▸ What you need to do
Give every entry again, word for word and in full.

▸ Dataset excerpts
- - -

//! Token and header based authenticators
//!
//! Each strategy follows the same idempotent rule as
//! [`HttpBasicAuthenticator`](super::HttpBasicAuthenticator): an existing
//! parameter with the target name is never overwritten.

use super::authenticator::{ensure_header, ensure_parameter, Authenticator, AUTHORIZATION};
use super::types::Location;
use crate::http::RestClient;
use crate::request::{ParameterKind, Request};
use std::fmt;
use tracing::debug;

/// Bearer token authentication
#[derive(Clone)]
pub struct BearerAuthenticator {
    header_value: String,
}

impl BearerAuthenticator {
    /// Create the authenticator, precomputing `Bearer <token>`
    pub fn new(token: &str) -> Self {
        Self {
            header_value: format!("Bearer {token}"),
        }
    }
}

impl Authenticator for BearerAuthenticator {
    fn authenticate(&self, _client: &RestClient, request: &mut Request) {
        if ensure_header(request, AUTHORIZATION, || self.header_value.clone()) {
            debug!("Added Bearer authorization header");
        }
    }
}

impl fmt::Debug for BearerAuthenticator {
    fn fmt(&self, f: &mut fmt::Formatter<'_>) -> fmt::Result {
        f.debug_struct("BearerAuthenticator").finish_non_exhaustive()
    }
}

/// API key placed in a header or in the query string
#[derive(Clone)]
pub struct ApiKeyAuthenticator {
    location: Location,
    name: String,
    value: String,
}

impl ApiKeyAuthenticator {
    /// Create an API key authenticator.
    ///
    /// `name` defaults to `Authorization` for headers and `api_key` for
    /// query placement. `prefix` is prepended to the key verbatim.
    pub fn new(location: Location, name: Option<&str>, prefix: Option<&str>, key: &str) -> Self {
        let name = name.unwrap_or(match location {
            Location::Header => AUTHORIZATION,
            Location::Query => "api_key",
        });
        Self {
            location,
            name: name.to_string(),
            value: format!("{}{key}", prefix.unwrap_or("")),
        }
    }

    /// Parameter name the key is written under
    pub fn name(&self) -> &str {
        &self.name
    }

    pub fn location(&self) -> Location {
        self.location
    }
}

impl Authenticator for ApiKeyAuthenticator {
    fn authenticate(&self, client: &RestClient, request: &mut Request) {
        let added = match self.location {
            Location::Header => ensure_header(request, &self.name, || self.value.clone()),
            Location::Query => ensure_parameter(
                client,
                request,
                &self.name,
                ParameterKind::Query,
                || self.value.clone(),
            ),
        };
        if added {
            debug!(parameter = %self.name, location = ?self.location, "Added API key");
        }
    }
}

impl fmt::Debug for ApiKeyAuthenticator {
    fn fmt(&self, f: &mut fmt::Formatter<'_>) -> fmt::Result {
        f.debug_struct("ApiKeyAuthenticator")
            .field("location", &self.location)
            .field("name", &self.name)
            .finish_non_exhaustive()
    }
}

/// Fixed set of headers added to every request
#[derive(Debug, Clone, Default)]
pub struct HeadersAuthenticator {
    headers: Vec<(String, String)>,
}

impl HeadersAuthenticator {
    /// Create from name/value pairs; order is preserved
    pub fn new<I, K, V>(headers: I) -> Self
    where
        I: IntoIterator<Item = (K, V)>,
        K: Into<String>,
        V: Into<String>,
    {
        Self {
            headers: headers
                .into_iter()
                .map(|(k, v)| (k.into(), v.into()))
                .collect(),
        }
    }
}

impl Authenticator for HeadersAuthenticator {
    fn authenticate(&self, _client: &RestClient, request: &mut Request) {
        for (name, value) in &self.headers {
            ensure_header(request, name, || value.clone());
        }
    }
}
//! The authenticator contract
//!
//! An [`Authenticator`] mutates a [`Request`] in place before it is sent.
//! Implementations must be idempotent: the client re-runs every
//! authenticator before each attempt (retries, credential challenges), so a
//! second pass over an already authenticated request has to be a no-op.

use crate::http::RestClient;
use crate::request::{Parameter, ParameterKind, Request};
use tracing::trace;

/// Name of the header every built-in credential scheme writes
pub const AUTHORIZATION: &str = "Authorization";

/// Adds authentication evidence to a request
pub trait Authenticator: Send + Sync {
    /// Modify `request` so the authentication requirements are met.
    ///
    /// Never fails: rejected credentials surface when the request executes.
    fn authenticate(&self, client: &RestClient, request: &mut Request);
}

impl<A: Authenticator + ?Sized> Authenticator for Box<A> {
    fn authenticate(&self, client: &RestClient, request: &mut Request) {
        (**self).authenticate(client, request);
    }
}

impl<A: Authenticator + ?Sized> Authenticator for std::sync::Arc<A> {
    fn authenticate(&self, client: &RestClient, request: &mut Request) {
        (**self).authenticate(client, request);
    }
}

/// Add a header parameter unless one with the same name already exists.
///
/// Names are compared ASCII case-insensitively across all parameter kinds.
/// `value` only runs when the header is actually added. Returns whether the
/// request was modified.
pub fn ensure_header<F>(request: &mut Request, name: &str, value: F) -> bool
where
    F: FnOnce() -> String,
{
    if request.has_parameter_named(name) {
        trace!(header = name, "header already present, leaving request untouched");
        return false;
    }
    request.push_parameter(Parameter::header(name, value()));
    true
}

/// Add a parameter of `kind` unless one with a matching name and the same
/// kind already exists under the request's resolved comparer.
pub fn ensure_parameter<F>(
    client: &RestClient,
    request: &mut Request,
    name: &str,
    kind: ParameterKind,
    value: F,
) -> bool
where
    F: FnOnce() -> String,
{
    let comparer = client.parameter_name_comparer_for(request);
    if request.has_parameter(name, kind, comparer) {
        trace!(parameter = name, %kind, "parameter already present, leaving request untouched");
        return false;
    }
    request.add_parameter(name, value(), kind);
    true
}
//! Common types used throughout restreq
//!
//! Shared enums and type aliases used by the request model, the client,
//! and configuration loading.

use serde::{Deserialize, Serialize};
use std::collections::HashMap;

// ============================================================================
// Type Aliases
// ============================================================================

/// JSON value type (re-exported from serde_json)
pub type JsonValue = serde_json::Value;

/// Generic key-value map with string keys and values
pub type StringMap = HashMap<String, String>;

// ============================================================================
// HTTP Types
// ============================================================================

/// HTTP method. Any standard or extension verb is accepted.
pub use reqwest::Method;

/// Parse a method name, upper-casing it first so `get` and `GET` agree
pub fn parse_method(s: &str) -> Result<Method, String> {
    Method::from_bytes(s.trim().to_ascii_uppercase().as_bytes())
        .map_err(|_| format!("invalid HTTP method '{s}'"))
}

// ============================================================================
// Content Collection Mode
// ============================================================================

/// Selects multipart vs. simple encoding when a request carries a body
#[derive(Debug, Clone, Copy, PartialEq, Eq, Default, Serialize, Deserialize)]
#[serde(rename_all = "snake_case")]
pub enum ContentCollectionMode {
    /// Never build multipart content
    SimpleEncodingOnly,
    /// Build multipart content whenever a file parameter is present
    #[default]
    MultiPartForFileParameters,
}

// ============================================================================
// Backoff Type
// ============================================================================

/// Type of backoff for retries
#[derive(Debug, Clone, Copy, PartialEq, Eq, Default, Serialize, Deserialize)]
#[serde(rename_all = "snake_case")]
pub enum BackoffType {
    /// Constant delay between retries
    Constant,
    /// Linear increase in delay
    Linear,
    /// Exponential increase in delay
    #[default]
    Exponential,
}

- - -

▸ Exercise solution
//! Token and header based authenticators
//!
//! Each strategy follows the same idempotent rule as
//! [`HttpBasicAuthenticator`](super::HttpBasicAuthenticator): an existing
//! parameter with the target name is never overwritten.

use super::authenticator::{ensure_header, ensure_parameter, Authenticator, AUTHORIZATION};
use super::types::Location;
use crate::http::RestClient;
use crate::request::{ParameterKind, Request};
use std::fmt;
use tracing::debug;

/// Bearer token authentication
#[derive(Clone)]
pub struct BearerAuthenticator {
    header_value: String,
}

impl BearerAuthenticator {
    /// Create the authenticator, precomputing `Bearer <token>`
    pub fn new(token: &str) -> Self {
        Self {
            header_value: format!("Bearer {token}"),
        }
    }
}

impl Authenticator for BearerAuthenticator {
    fn authenticate(&self, _client: &RestClient, request: &mut Request) {
        if ensure_header(request, AUTHORIZATION, || self.header_value.clone()) {
            debug!("Added Bearer authorization header");
        }
    }
}

impl fmt::Debug for BearerAuthenticator {
    fn fmt(&self, f: &mut fmt::Formatter<'_>) -> fmt::Result {
        f.debug_struct("BearerAuthenticator").finish_non_exhaustive()
    }
}

/// API key placed in a header or in the query string
#[derive(Clone)]
pub struct ApiKeyAuthenticator {
    location: Location,
    name: String,
    value: String,
}

impl ApiKeyAuthenticator {
    /// Create an API key authenticator.
    ///
    /// `name` defaults to `Authorization` for headers and `api_key` for
    /// query placement. `prefix` is prepended to the key verbatim.
    pub fn new(location: Location, name: Option<&str>, prefix: Option<&str>, key: &str) -> Self {
        let name = name.unwrap_or(match location {
            Location::Header => AUTHORIZATION,
            Location::Query => "api_key",
        });
        Self {
            location,
            name: name.to_string(),
            value: format!("{}{key}", prefix.unwrap_or("")),
        }
    }

    /// Parameter name the key is written under
    pub fn name(&self) -> &str {
        &self.name
    }

    pub fn location(&self) -> Location {
        self.location
    }
}

impl Authenticator for ApiKeyAuthenticator {
    fn authenticate(&self, client: &RestClient, request: &mut Request) {
        let added = match self.location {
            Location::Header => ensure_header(request, &self.name, || self.value.clone()),
            Location::Query => ensure_parameter(
                client,
                request,
                &self.name,
                ParameterKind::Query,
                || self.value.clone(),
            ),
        };
        if added {
            debug!(parameter = %self.name, location = ?self.location, "Added API key");
        }
    }
}

impl fmt::Debug for ApiKeyAuthenticator {
    fn fmt(&self, f: &mut fmt::Formatter<'_>) -> fmt::Result {
        f.debug_struct("ApiKeyAuthenticator")
            .field("location", &self.location)
            .field("name", &self.name)
            .finish_non_exhaustive()
    }
}

/// Fixed set of headers added to every request
#[derive(Debug, Clone, Default)]
pub struct HeadersAuthenticator {
    headers: Vec<(String, String)>,
}

impl HeadersAuthenticator {
    /// Create from name/value pairs; order is preserved
    pub fn new<I, K, V>(headers: I) -> Self
    where
        I: IntoIterator<Item = (K, V)>,
        K: Into<String>,
        V: Into<String>,
    {
        Self {
            headers: headers
                .into_iter()
                .map(|(k, v)| (k.into(), v.into()))
                .collect(),
        }
    }
}

impl Authenticator for HeadersAuthenticator {
    fn authenticate(&self, _client: &RestClient, request: &mut Request) {
        for (name, value) in &self.headers {
            ensure_header(request, name, || value.clone());
        }
    }
}
//! The authenticator contract
//!
//! An [`Authenticator`] mutates a [`Request`] in place before it is sent.
//! Implementations must be idempotent: the client re-runs every
//! authenticator before each attempt (retries, credential challenges), so a
//! second pass over an already authenticated request has to be a no-op.

use crate::http::RestClient;
use crate::request::{Parameter, ParameterKind, Request};
use tracing::trace;

/// Name of the header every built-in credential scheme writes
pub const AUTHORIZATION: &str = "Authorization";

/// Adds authentication evidence to a request
pub trait Authenticator: Send + Sync {
    /// Modify `request` so the authentication requirements are met.
    ///
    /// Never fails: rejected credentials surface when the request executes.
    fn authenticate(&self, client: &RestClient, request: &mut Request);
}

impl<A: Authenticator + ?Sized> Authenticator for Box<A> {
    fn authenticate(&self, client: &RestClient, request: &mut Request) {
        (**self).authenticate(client, request);
    }
}

impl<A: Authenticator + ?Sized> Authenticator for std::sync::Arc<A> {
    fn authenticate(&self, client: &RestClient, request: &mut Request) {
        (**self).authenticate(client, request);
    }
}

/// Add a header parameter unless one with the same name already exists.
///
/// Names are compared ASCII case-insensitively across all parameter kinds.
/// `value` only runs when the header is actually added. Returns whether the
/// request was modified.
pub fn ensure_header<F>(request: &mut Request, name: &str, value: F) -> bool
where
    F: FnOnce() -> String,
{
    if request.has_parameter_named(name) {
        trace!(header = name, "header already present, leaving request untouched");
        return false;
    }
    request.push_parameter(Parameter::header(name, value()));
    true
}

/// Add a parameter of `kind` unless one with a matching name and the same
/// kind already exists under the request's resolved comparer.
pub fn ensure_parameter<F>(
    client: &RestClient,
    request: &mut Request,
    name: &str,
    kind: ParameterKind,
    value: F,
) -> bool
where
    F: FnOnce() -> String,
{
    let comparer = client.parameter_name_comparer_for(request);
    if request.has_parameter(name, kind, comparer) {
        trace!(parameter = name, %kind, "parameter already present, leaving request untouched");
        return false;
    }
    request.add_parameter(name, value(), kind);
    true
}
//! Common types used throughout restreq
//!
//! Shared enums and type aliases used by the request model, the client,
//! and configuration loading.

use serde::{Deserialize, Serialize};
use std::collections::HashMap;

// ============================================================================
// Type Aliases
// ============================================================================

/// JSON value type (re-exported from serde_json)
pub type JsonValue = serde_json::Value;

/// Generic key-value map with string keys and values
pub type StringMap = HashMap<String, String>;

// ============================================================================
// HTTP Types
// ============================================================================

/// HTTP method. Any standard or extension verb is accepted.
pub use reqwest::Method;

/// Parse a method name, upper-casing it first so `get` and `GET` agree
pub fn parse_method(s: &str) -> Result<Method, String> {
    Method::from_bytes(s.trim().to_ascii_uppercase().as_bytes())
        .map_err(|_| format!("invalid HTTP method '{s}'"))
}

// ============================================================================
// Content Collection Mode
// ============================================================================

/// Selects multipart vs. simple encoding when a request carries a body
#[derive(Debug, Clone, Copy, PartialEq, Eq, Default, Serialize, Deserialize)]
#[serde(rename_all = "snake_case")]
pub enum ContentCollectionMode {
    /// Never build multipart content
    SimpleEncodingOnly,
    /// Build multipart content whenever a file parameter is present
    #[default]
    MultiPartForFileParameters,
}

// ============================================================================
// Backoff Type
// ============================================================================

/// Type of backoff for retries
#[derive(Debug, Clone, Copy, PartialEq, Eq, Default, Serialize, Deserialize)]
#[serde(rename_all = "snake_case")]
pub enum BackoffType {
    /// Constant delay between retries
    Constant,
    /// Linear increase in delay
    Linear,
    /// Exponential increase in delay
    #[default]
    Exponential,
}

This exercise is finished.